(Saved entries)
┏━━

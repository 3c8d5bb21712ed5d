//! RON-driven scenarios against the in-memory host
//!
//! A scenario spawns named entities, replays host events step by step and
//! checks the resulting traits, storage and drops.

pub mod definition;
pub mod executor;
pub mod results;
pub mod verification;

pub use definition::{ScenarioDefinition, ScenarioStep, SetupAction};
pub use executor::{RunnerConfig, ScenarioPlugin, ScenarioRunner, ScenarioWorld};
pub use results::RunReport;
pub use verification::{Check, VerificationResult};
//! Runner configuration with layered loading
//!
//! Configuration is loaded from multiple sources (lowest to highest priority):
//! 1. Compiled defaults
//! 2. `caravan.ron` file (if exists)
//! 3. Environment variables prefixed with `CARAVAN_`
//!
//! Example environment variable: `CARAVAN_CARRIER__LOAD_DIVISOR=25.0`

use std::path::Path;

use anyhow::{bail, Context, Result};
use caravan_core::CarrierConfig;
use config::{Config, ConfigBuilder, Environment, File};
use serde::{Deserialize, Serialize};

/// Default config file name, without extension
pub const CONFIG_FILE: &str = "caravan";

/// Main runner configuration
#[derive(Debug, Clone, PartialEq, Serialize, Deserialize, Default)]
pub struct AppConfig {
    #[serde(default)]
    pub carrier: CarrierConfig,

    #[serde(default)]
    pub sim: SimConfig,

    #[serde(default)]
    pub report: ReportConfig,
}

/// In-memory host settings
#[derive(Debug, Clone, PartialEq, Serialize, Deserialize)]
pub struct SimConfig {
    /// Movement speed given to carriers spawned by scenarios
    pub carrier_speed: f64,
    /// Seed used when neither the scenario nor the command line sets one
    pub default_seed: u64,
}

impl Default for SimConfig {
    fn default() -> Self {
        Self {
            carrier_speed: 0.09,
            default_seed: 12345,
        }
    }
}

/// Report output settings
#[derive(Debug, Clone, PartialEq, Serialize, Deserialize)]
pub struct ReportConfig {
    /// Directory for JSON reports when no explicit path is given
    pub output_dir: String,
    /// Write a report for every run
    pub always_save: bool,
}

impl Default for ReportConfig {
    fn default() -> Self {
        Self {
            output_dir: "reports".to_string(),
            always_save: false,
        }
    }
}

impl AppConfig {
    /// Load configuration with layered priority:
    /// 1. Compiled defaults (lowest priority)
    /// 2. `caravan.ron` in the working directory (if exists)
    /// 3. Environment variables prefixed with `CARAVAN_` (highest priority)
    pub fn load() -> Result<Self> {
        let builder = Self::defaults()?
            .add_source(
                File::with_name(CONFIG_FILE)
                    .format(config::FileFormat::Ron)
                    .required(false),
            )
            .add_source(Environment::with_prefix("CARAVAN").separator("__"));

        Self::build(builder)
    }

    /// Load from an explicit file, which must exist
    pub fn load_from(path: impl AsRef<Path>) -> Result<Self> {
        let path = path.as_ref();
        let builder = Self::defaults()?
            .add_source(File::from(path).format(config::FileFormat::Ron))
            .add_source(Environment::with_prefix("CARAVAN").separator("__"));

        Self::build(builder)
            .with_context(|| format!("Failed to load config file: {}", path.display()))
    }

    fn defaults() -> Result<ConfigBuilder<config::builder::DefaultState>> {
        let carrier = CarrierConfig::default();
        let sim = SimConfig::default();
        let report = ReportConfig::default();

        let builder = Config::builder()
            .set_default("carrier.storage_slots", carrier.storage_slots as i64)?
            .set_default("carrier.load_divisor", carrier.load_divisor)?
            .set_default("carrier.fallback_base_speed", carrier.fallback_base_speed)?
            .set_default("carrier.default_size", carrier.default_size)?
            .set_default("carrier.saddle_message", carrier.saddle_message)?
            .set_default("carrier.storage_title_suffix", carrier.storage_title_suffix)?
            .set_default("sim.carrier_speed", sim.carrier_speed)?
            .set_default("sim.default_seed", sim.default_seed)?
            .set_default("report.output_dir", report.output_dir)?
            .set_default("report.always_save", report.always_save)?;

        Ok(builder)
    }

    fn build(builder: ConfigBuilder<config::builder::DefaultState>) -> Result<Self> {
        let config = builder.build().context("Failed to build configuration")?;

        let app: Self = config
            .try_deserialize()
            .context("Failed to deserialize configuration")?;
        app.validate().context("Invalid configuration")?;
        Ok(app)
    }

    /// Reject values that would make derived speeds meaningless
    pub fn validate(&self) -> Result<()> {
        let carrier = &self.carrier;
        if !(carrier.load_divisor.is_finite() && carrier.load_divisor > 0.0) {
            bail!(
                "carrier.load_divisor must be a positive number, got {}",
                carrier.load_divisor
            );
        }
        if carrier.storage_slots == 0 {
            bail!("carrier.storage_slots must be at least 1");
        }
        if !(carrier.fallback_base_speed.is_finite() && carrier.fallback_base_speed > 0.0) {
            bail!(
                "carrier.fallback_base_speed must be a positive number, got {}",
                carrier.fallback_base_speed
            );
        }
        if !(carrier.default_size.is_finite() && carrier.default_size > 0.0) {
            bail!(
                "carrier.default_size must be a positive number, got {}",
                carrier.default_size
            );
        }
        if !(self.sim.carrier_speed.is_finite() && self.sim.carrier_speed >= 0.0) {
            bail!(
                "sim.carrier_speed must be a nonnegative number, got {}",
                self.sim.carrier_speed
            );
        }
        Ok(())
    }
}

#[cfg(test)]
mod tests {
    use super::*;
    use std::io::Write;

    #[test]
    fn test_default_config() {
        let config = AppConfig::default();
        assert_eq!(config.carrier.storage_slots, 54);
        assert_eq!(config.carrier.load_divisor, 50.0);
        assert_eq!(config.sim.carrier_speed, 0.09);
        assert_eq!(config.report.output_dir, "reports");
        assert!(!config.report.always_save);
    }

    #[test]
    fn test_load_config_with_defaults() {
        // Should load defaults when no config file exists
        let config = AppConfig::load().expect("Failed to load config");
        assert_eq!(config.carrier.fallback_base_speed, 0.1);
        assert_eq!(config.carrier.storage_title_suffix, "'s Storage");
    }

    #[test]
    fn test_load_config_file_overrides() {
        let mut file = tempfile::Builder::new()
            .suffix(".ron")
            .tempfile()
            .expect("Failed to create temp file");
        writeln!(
            file,
            "(carrier: (load_divisor: 25.0, storage_slots: 27), sim: (default_seed: 7))"
        )
        .unwrap();

        let config = AppConfig::load_from(file.path()).expect("Failed to load config");
        assert_eq!(config.carrier.load_divisor, 25.0);
        assert_eq!(config.carrier.storage_slots, 27);
        assert_eq!(config.sim.default_seed, 7);
        // Untouched keys keep their defaults
        assert_eq!(config.sim.carrier_speed, 0.09);
        assert_eq!(
            config.carrier.saddle_message,
            "You need to saddle the camel first!"
        );
    }

    fn load_ron(contents: &str) -> Result<AppConfig> {
        let mut file = tempfile::Builder::new()
            .suffix(".ron")
            .tempfile()
            .expect("Failed to create temp file");
        writeln!(file, "{}", contents).unwrap();
        AppConfig::load_from(file.path())
    }

    #[test]
    fn test_rejects_speed_breaking_values() {
        for bad in [
            "(carrier: (load_divisor: 0.0))",
            "(carrier: (load_divisor: -50.0))",
            "(carrier: (storage_slots: 0))",
            "(carrier: (fallback_base_speed: 0.0))",
            "(carrier: (default_size: -1.0))",
            "(sim: (carrier_speed: -0.1))",
        ] {
            let err = load_ron(bad).expect_err(bad);
            assert!(format!("{:#}", err).contains("Invalid configuration"), "{bad}");
        }
    }

    #[test]
    fn test_validate_defaults_and_non_finite() {
        assert!(AppConfig::default().validate().is_ok());

        let mut config = AppConfig::default();
        config.carrier.load_divisor = f64::NAN;
        assert!(config.validate().is_err());

        config.carrier.load_divisor = f64::INFINITY;
        assert!(config.validate().is_err());
    }

    #[test]
    fn test_load_missing_file_fails() {
        let dir = tempfile::tempdir().unwrap();
        assert!(AppConfig::load_from(dir.path().join("absent.ron")).is_err());
    }
}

┗━━

What to do =>
Copy, please, every line from the start of the entries down to the line that holds "line sets one", with both of those lines included and no others.

Response for this exercise =>
repository 3c8d5bb21712ed5d
//! RON-driven scenarios against the in-memory host
//!
//! A scenario spawns named entities, replays host events step by step and
//! checks the resulting traits, storage and drops.

pub mod definition;
pub mod executor;
pub mod results;
pub mod verification;

pub use definition::{ScenarioDefinition, ScenarioStep, SetupAction};
pub use executor::{RunnerConfig, ScenarioPlugin, ScenarioRunner, ScenarioWorld};
pub use results::RunReport;
pub use verification::{Check, VerificationResult};
//! Runner configuration with layered loading
//!
//! Configuration is loaded from multiple sources (lowest to highest priority):
//! 1. Compiled defaults
//! 2. `caravan.ron` file (if exists)
//! 3. Environment variables prefixed with `CARAVAN_`
//!
//! Example environment variable: `CARAVAN_CARRIER__LOAD_DIVISOR=25.0`

use std::path::Path;

use anyhow::{bail, Context, Result};
use caravan_core::CarrierConfig;
use config::{Config, ConfigBuilder, Environment, File};
use serde::{Deserialize, Serialize};

/// Default config file name, without extension
pub const CONFIG_FILE: &str = "caravan";

/// Main runner configuration
#[derive(Debug, Clone, PartialEq, Serialize, Deserialize, Default)]
pub struct AppConfig {
    #[serde(default)]
    pub carrier: CarrierConfig,

    #[serde(default)]
    pub sim: SimConfig,

    #[serde(default)]
    pub report: ReportConfig,
}

/// In-memory host settings
#[derive(Debug, Clone, PartialEq, Serialize, Deserialize)]
pub struct SimConfig {
    /// Movement speed given to carriers spawned by scenarios
    pub carrier_speed: f64,
    /// Seed used when neither the scenario nor the command line sets one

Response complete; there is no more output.